Together with Roger Penrose, Hawking had his first major breakthrough in 1970. They were able to use mathematics to show that a singularity, a region of infinite curvature in space-time, was the point from which the big bang emanated.
After he realized that he was wrong in his argument about black holes being able to radiate, Hawking was in a Cambridge pub with his students when he suddenly turned up his voice synthesizer to full volume and bellowed that he was conceding defeat. Anyone who studied under his tuition or knew him personally knew him for his wicked sense of humor.
Hawking was elected to the Royal Society in 1974 aged just 32 after the series of radical discoveries he made during his early career, and would become the Lucasian professor of mathematics at Cambridge. The latter is often thought as the UK’s most distinguished academic chair and was once held by Isaac Newton.

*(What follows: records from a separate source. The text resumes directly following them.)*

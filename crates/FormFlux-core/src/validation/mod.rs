//! # Validation
//!
//! Rules are small, stateless units: they receive a value plus a read-only view of
//! the whole form and report zero or more issues. The [`engine::ValidationEngine`]
//! orders them, bounds async work and aggregates results.
//!
//! Rule bodies return `anyhow::Result`; an `Err` is contained to its field and
//! reported as a generic failure.

use crate::schema::Severity;
use async_trait::async_trait;
use serde::Serialize;
use serde_json::Value;
use std::collections::HashMap;
use std::sync::Arc;

pub mod builtin;
pub mod engine;
pub mod registry;
pub mod remote;

pub use engine::ValidationEngine;
pub use registry::{RuleRegistry, register_named_cross_rule, register_named_rule};

/// The flat name → value map shared by every field of a form.
pub type ValueBag = HashMap<String, Value>;

/// Code attached to issues produced by a rule that could not run.
pub const RULE_ERROR_CODE: &str = "rule_error";
pub const RULE_ERROR_MESSAGE: &str = "This value could not be validated. Please try again.";

/// What a rule sees while it runs.
#[derive(Debug, Clone)]
pub struct ValidationContext {
    /// The field being validated.
    pub field: String,
    /// Snapshot of every value in the form.
    pub values: Arc<ValueBag>,
}

impl ValidationContext {
    pub fn new(field: impl Into<String>, values: Arc<ValueBag>) -> Self {
        Self {
            field: field.into(),
            values,
        }
    }

    /// The value under validation, `null` when unset.
    pub fn value(&self) -> &Value {
        self.values.get(&self.field).unwrap_or(&Value::Null)
    }
}

/// A single problem reported by a rule, before it is attached to a field.
#[derive(Debug, Clone, PartialEq, Serialize)]
pub struct RuleIssue {
    pub message: String,
    pub code: String,
    pub severity: Severity,
}

#[derive(Debug, Clone, Default, PartialEq, Serialize)]
pub struct RuleOutcome {
    pub issues: Vec<RuleIssue>,
}

impl RuleOutcome {
    pub fn valid() -> Self {
        Self::default()
    }

    pub fn error(code: impl Into<String>, message: impl Into<String>) -> Self {
        Self::single(code, message, Severity::Error)
    }

    pub fn warning(code: impl Into<String>, message: impl Into<String>) -> Self {
        Self::single(code, message, Severity::Warning)
    }

    pub fn single(code: impl Into<String>, message: impl Into<String>, severity: Severity) -> Self {
        Self {
            issues: vec![RuleIssue {
                message: message.into(),
                code: code.into(),
                severity,
            }],
        }
    }

    /// No blocking issue. Warnings do not make an outcome invalid.
    pub fn is_valid(&self) -> bool {
        !self.issues.iter().any(|i| i.severity.is_error())
    }

    /// Replaces messages and/or severity on every issue.
    pub(crate) fn overridden(mut self, message: Option<&str>, severity: Option<Severity>) -> Self {
        for issue in &mut self.issues {
            if let Some(m) = message {
                issue.message = m.to_string();
            }
            if let Some(s) = severity {
                issue.severity = s;
            }
        }
        self
    }
}

/// An issue attached to a field.
#[derive(Debug, Clone, PartialEq, Serialize)]
pub struct ValidationIssue {
    pub field: String,
    pub message: String,
    pub code: String,
    pub severity: Severity,
}

impl ValidationIssue {
    pub fn from_rule(field: &str, issue: RuleIssue) -> Self {
        Self {
            field: field.to_string(),
            message: issue.message,
            code: issue.code,
            severity: issue.severity,
        }
    }

    pub(crate) fn rule_error(field: &str) -> Self {
        Self {
            field: field.to_string(),
            message: RULE_ERROR_MESSAGE.to_string(),
            code: RULE_ERROR_CODE.to_string(),
            severity: Severity::Error,
        }
    }
}

/// Ordered issues from one or more rules.
#[derive(Debug, Clone, Default, PartialEq, Serialize)]
pub struct ValidationResult {
    pub issues: Vec<ValidationIssue>,
}

impl ValidationResult {
    pub fn is_valid(&self) -> bool {
        !self.issues.iter().any(|i| i.severity.is_error())
    }

    pub fn errors(&self) -> impl Iterator<Item = &ValidationIssue> {
        self.issues.iter().filter(|i| i.severity.is_error())
    }

    pub fn warnings(&self) -> impl Iterator<Item = &ValidationIssue> {
        self.issues.iter().filter(|i| !i.severity.is_error())
    }

    /// Error messages for one field, in the order they were reported.
    pub fn error_messages(&self, field: &str) -> Vec<String> {
        self.errors()
            .filter(|i| i.field == field)
            .map(|i| i.message.clone())
            .collect()
    }

    pub fn warning_messages(&self, field: &str) -> Vec<String> {
        self.warnings()
            .filter(|i| i.field == field)
            .map(|i| i.message.clone())
            .collect()
    }

    pub fn extend(&mut self, other: ValidationResult) {
        self.issues.extend(other.issues);
    }
}

/// Whole-form result, partitioned by severity.
#[derive(Debug, Clone, Default, PartialEq, Serialize)]
pub struct FormValidation {
    pub errors: HashMap<String, Vec<String>>,
    pub warnings: HashMap<String, Vec<String>>,
    pub is_valid: bool,
}

impl From<ValidationResult> for FormValidation {
    fn from(result: ValidationResult) -> Self {
        let is_valid = result.is_valid();
        let mut errors: HashMap<String, Vec<String>> = HashMap::new();
        let mut warnings: HashMap<String, Vec<String>> = HashMap::new();
        for issue in result.issues {
            let bucket = if issue.severity.is_error() {
                &mut errors
            } else {
                &mut warnings
            };
            bucket.entry(issue.field).or_default().push(issue.message);
        }
        Self {
            errors,
            warnings,
            is_valid,
        }
    }
}

/// A synchronous rule body.
pub trait Validator: Send + Sync {
    fn validate(&self, value: &Value, ctx: &ValidationContext) -> anyhow::Result<RuleOutcome>;
}

impl<F> Validator for F
where
    F: Fn(&Value, &ValidationContext) -> anyhow::Result<RuleOutcome> + Send + Sync,
{
    fn validate(&self, value: &Value, ctx: &ValidationContext) -> anyhow::Result<RuleOutcome> {
        self(value, ctx)
    }
}

/// An asynchronous rule body, e.g. a uniqueness check against a remote service.
#[async_trait]
pub trait AsyncValidator: Send + Sync {
    async fn validate(&self, value: &Value, ctx: &ValidationContext) -> anyhow::Result<RuleOutcome>;
}

/// A rule over several fields at once.
pub trait CrossFieldValidator: Send + Sync {
    fn validate(&self, values: &ValueBag, fields: &[String]) -> anyhow::Result<RuleOutcome>;
}

impl<F> CrossFieldValidator for F
where
    F: Fn(&ValueBag, &[String]) -> anyhow::Result<RuleOutcome> + Send + Sync,
{
    fn validate(&self, values: &ValueBag, fields: &[String]) -> anyhow::Result<RuleOutcome> {
        self(values, fields)
    }
}

#[derive(Clone)]
pub enum RuleImpl {
    Sync(Arc<dyn Validator>),
    Async(Arc<dyn AsyncValidator>),
}

impl RuleImpl {
    pub fn is_async(&self) -> bool {
        matches!(self, RuleImpl::Async(_))
    }
}

/// Where a field rule's implementation comes from.
#[derive(Clone)]
pub enum RuleSource {
    Direct(RuleImpl),
    /// Looked up in the rule registry each time the rule runs.
    Registry {
        name: String,
        message: Option<String>,
        severity: Severity,
    },
}

#[derive(Clone)]
pub struct NamedRule {
    pub name: String,
    pub source: RuleSource,
}

impl NamedRule {
    pub fn sync(name: impl Into<String>, validator: impl Validator + 'static) -> Self {
        Self {
            name: name.into(),
            source: RuleSource::Direct(RuleImpl::Sync(Arc::new(validator))),
        }
    }

    /// A sync rule from a plain closure.
    pub fn from_fn<F>(name: impl Into<String>, f: F) -> Self
    where
        F: Fn(&Value, &ValidationContext) -> anyhow::Result<RuleOutcome> + Send + Sync + 'static,
    {
        Self::sync(name, f)
    }

    pub fn asynchronous(name: impl Into<String>, validator: impl AsyncValidator + 'static) -> Self {
        Self {
            name: name.into(),
            source: RuleSource::Direct(RuleImpl::Async(Arc::new(validator))),
        }
    }

    /// A reference into the registry, resolved at validation time.
    pub fn registered(name: impl Into<String>) -> Self {
        let name = name.into();
        Self {
            source: RuleSource::Registry {
                name: name.clone(),
                message: None,
                severity: Severity::Error,
            },
            name,
        }
    }
}

impl std::fmt::Debug for NamedRule {
    fn fmt(&self, f: &mut std::fmt::Formatter<'_>) -> std::fmt::Result {
        let kind = match &self.source {
            RuleSource::Direct(RuleImpl::Sync(_)) => "sync",
            RuleSource::Direct(RuleImpl::Async(_)) => "async",
            RuleSource::Registry { .. } => "registry",
        };
        f.debug_struct("NamedRule")
            .field("name", &self.name)
            .field("kind", &kind)
            .finish()
    }
}

#[derive(Clone)]
pub enum CrossFieldSource {
    Direct(Arc<dyn CrossFieldValidator>),
    Registry(String),
}

/// A rule whose predicate reads more than one field.
#[derive(Clone)]
pub struct CrossFieldRule {
    pub name: String,
    /// The first field is the owner: failures are reported against it.
    pub fields: Vec<String>,
    pub message: Option<String>,
    pub source: CrossFieldSource,
}

impl CrossFieldRule {
    pub fn new(
        name: impl Into<String>,
        fields: Vec<String>,
        validator: impl CrossFieldValidator + 'static,
    ) -> Self {
        Self {
            name: name.into(),
            fields,
            message: None,
            source: CrossFieldSource::Direct(Arc::new(validator)),
        }
    }

    pub fn from_fn<F>(name: impl Into<String>, fields: Vec<String>, f: F) -> Self
    where
        F: Fn(&ValueBag, &[String]) -> anyhow::Result<RuleOutcome> + Send + Sync + 'static,
    {
        Self::new(name, fields, f)
    }

    pub fn with_message(mut self, message: impl Into<String>) -> Self {
        self.message = Some(message.into());
        self
    }

    pub fn registered(name: impl Into<String>, fields: Vec<String>, message: Option<String>) -> Self {
        let name = name.into();
        Self {
            source: CrossFieldSource::Registry(name.clone()),
            name,
            fields,
            message,
        }
    }

    pub fn owner(&self) -> Option<&str> {
        self.fields.first().map(|s| s.as_str())
    }
}

impl std::fmt::Debug for CrossFieldRule {
    fn fmt(&self, f: &mut std::fmt::Formatter<'_>) -> std::fmt::Result {
        f.debug_struct("CrossFieldRule")
            .field("name", &self.name)
            .field("fields", &self.fields)
            .finish()
    }
}
//! Schema import and export.
//!
//! Import is all-or-nothing: a document either becomes a [`LoadedSchema`] that
//! passed every structural check, or an [`ImportError`] and nothing else happens.

use crate::condition::{ConditionEvaluator, DependencyGraph, DependencyStatus};
use crate::config::CyclePolicy;
use crate::error::{ImportError, SchemaError};
use crate::schema::{FieldKind, FormSchema};
use crate::validation::NamedRule;
use crate::validation::builtin::compile_field_rules;
use serde_json::Value;
use std::collections::{HashMap, HashSet};
use std::path::Path;
use std::sync::Arc;

/// A schema that passed every load-time check, with its dependency graph built.
#[derive(Debug, Clone)]
pub struct LoadedSchema {
    pub schema: Arc<FormSchema>,
    pub evaluator: Arc<ConditionEvaluator>,
    /// Declarative rules of every field, compiled once at load.
    pub rules: Arc<HashMap<String, Arc<Vec<NamedRule>>>>,
}

impl LoadedSchema {
    /// Checks a schema and builds its evaluator.
    #[tracing::instrument(skip(schema), fields(schema_id = %schema.id))]
    pub fn new(schema: FormSchema, policy: CyclePolicy) -> Result<Self, SchemaError> {
        // 1. Identity
        let mut section_ids = HashSet::new();
        for section in &schema.sections {
            if !section_ids.insert(section.id.as_str()) {
                return Err(SchemaError::DuplicateSectionId(section.id.clone()));
            }
        }
        let mut names = HashSet::new();
        for (_, field) in schema.fields() {
            if field.name.trim().is_empty() {
                return Err(SchemaError::Malformed(format!("field '{}' has an empty name", field.id)));
            }
            if !names.insert(field.name.as_str()) {
                return Err(SchemaError::DuplicateFieldName(field.name.clone()));
            }
        }

        // 2. Rules compile (patterns, bounds, custom names)
        let mut rules = HashMap::with_capacity(schema.field_count());
        for (_, field) in schema.fields() {
            rules.insert(field.name.clone(), Arc::new(compile_field_rules(field)?));
        }
        for def in &schema.cross_field_rules {
            let Some(owner) = def.fields.first() else {
                return Err(SchemaError::InvalidRule {
                    field: def.rule.clone(),
                    reason: "cross-field rule lists no fields".to_string(),
                });
            };
            if let Some(missing) = def.fields.iter().find(|f| !names.contains(f.as_str())) {
                return Err(SchemaError::InvalidRule {
                    field: owner.clone(),
                    reason: format!("cross-field rule '{}' names unknown field '{missing}'", def.rule),
                });
            }
        }

        // 3. Dependencies
        let graph = DependencyGraph::build(&schema)?;
        if let DependencyStatus::CyclicWith(members) = graph.status()
            && policy == CyclePolicy::Reject
        {
            return Err(SchemaError::CyclicDependency(members.clone()));
        }

        let evaluator = ConditionEvaluator::with_graph(&schema, graph);
        tracing::info!(fields = schema.field_count(), sections = schema.sections.len(), "Schema loaded");
        Ok(Self {
            schema: Arc::new(schema),
            evaluator: Arc::new(evaluator),
            rules: Arc::new(rules),
        })
    }

    pub fn status(&self) -> &DependencyStatus {
        self.evaluator.graph().status()
    }
}

/// Loads a schema file. `.yaml`/`.yml` are read as YAML, everything else as JSON.
pub fn load_schema(path: impl AsRef<Path>, policy: CyclePolicy) -> Result<LoadedSchema, ImportError> {
    let path = path.as_ref();
    let content = std::fs::read_to_string(path)?;
    match path.extension().and_then(|e| e.to_str()) {
        Some("yaml") | Some("yml") => load_schema_from_yaml(&content, policy),
        _ => load_schema_from_str(&content, policy),
    }
}

/// Parses and checks a JSON schema document.
pub fn load_schema_from_str(json: &str, policy: CyclePolicy) -> Result<LoadedSchema, ImportError> {
    let document: Value = serde_json::from_str(json).map_err(|e| ImportError::Malformed(e.to_string()))?;
    load_schema_from_value(document, policy)
}

pub fn load_schema_from_yaml(yaml: &str, policy: CyclePolicy) -> Result<LoadedSchema, ImportError> {
    let document: Value = serde_yaml::from_str(yaml).map_err(|e| ImportError::Malformed(e.to_string()))?;
    load_schema_from_value(document, policy)
}

#[tracing::instrument(skip_all)]
pub fn load_schema_from_value(document: Value, policy: CyclePolicy) -> Result<LoadedSchema, ImportError> {
    // Report unknown field types by name before serde gives a generic enum error
    check_field_types(&document)?;

    let schema: FormSchema =
        serde_json::from_value(document).map_err(|e| SchemaError::Malformed(e.to_string()))?;
    Ok(LoadedSchema::new(schema, policy)?)
}

fn check_field_types(document: &Value) -> Result<(), SchemaError> {
    let sections = document
        .get("sections")
        .and_then(|s| s.as_array())
        .into_iter()
        .flatten();
    for section in sections {
        let fields = section.get("fields").and_then(|f| f.as_array()).into_iter().flatten();
        for field in fields {
            let Some(tag) = field.get("type").and_then(|t| t.as_str()) else {
                continue;
            };
            if FieldKind::from_tag(tag).is_none() {
                let name = field
                    .get("name")
                    .and_then(|n| n.as_str())
                    .unwrap_or("<unnamed>")
                    .to_string();
                return Err(SchemaError::UnknownFieldType {
                    field: name,
                    tag: tag.to_string(),
                });
            }
        }
    }
    Ok(())
}

/// Serializes a schema to pretty JSON in the exchange format.
pub fn export_json(schema: &FormSchema) -> anyhow::Result<String> {
    Ok(serde_json::to_string_pretty(schema)?)
}

pub fn export_yaml(schema: &FormSchema) -> anyhow::Result<String> {
    Ok(serde_yaml::to_string(schema)?)
}

/// Writes a schema next to where it would be loaded from, picking the format by extension.
pub fn save_schema(schema: &FormSchema, path: impl AsRef<Path>) -> anyhow::Result<()> {
    let path = path.as_ref();
    let content = match path.extension().and_then(|e| e.to_str()) {
        Some("yaml") | Some("yml") => export_yaml(schema)?,
        _ => export_json(schema)?,
    };
    std::fs::write(path, content)?;
    tracing::info!(path = %path.display(), "Schema saved");
    Ok(())
}

/// JSON Schema describing the exchange format, for authoring tools.
pub fn exchange_format_schema() -> Value {
    let root = schemars::schema_for!(FormSchema);
    serde_json::to_value(root).unwrap_or(Value::Null)
}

His 1988 book, A Brief History of Time, catapulted Hawking to international stardom. It sold over 10 million copies and was translated into no less than 40 different languages. It was around that time that his marriage would begin to break down, but he would go on to remarry in the mid-1990s.
During his lifetime, he won the Albert Einstein Award, the Wolf Prize, the Copley Medal and the Fundamental Physics Prize, however, the Nobel Prize for Physics eluded him. He also returned to the White House (he had also visited during the Clinton administration) to receive the Presidential Medal of Freedom from Barack Obama.
His life has also been immortalized on screen, not least thanks to the multiple award-winning movie, the Theory of Everything. He also lent his voice and know-how to various documentaries over the years.
Perhaps it’s not surprising to know that Hawking was not a religious man, and dismissed the comforts of religious belief. With that being said, he had once told an interviewee that he wasn’t afraid of death, but he added that he wasn’t in any hurry to die due to how much work he had left to do. The great cosmologist is survived by his three children from his first marriage, together with his three grandchildren.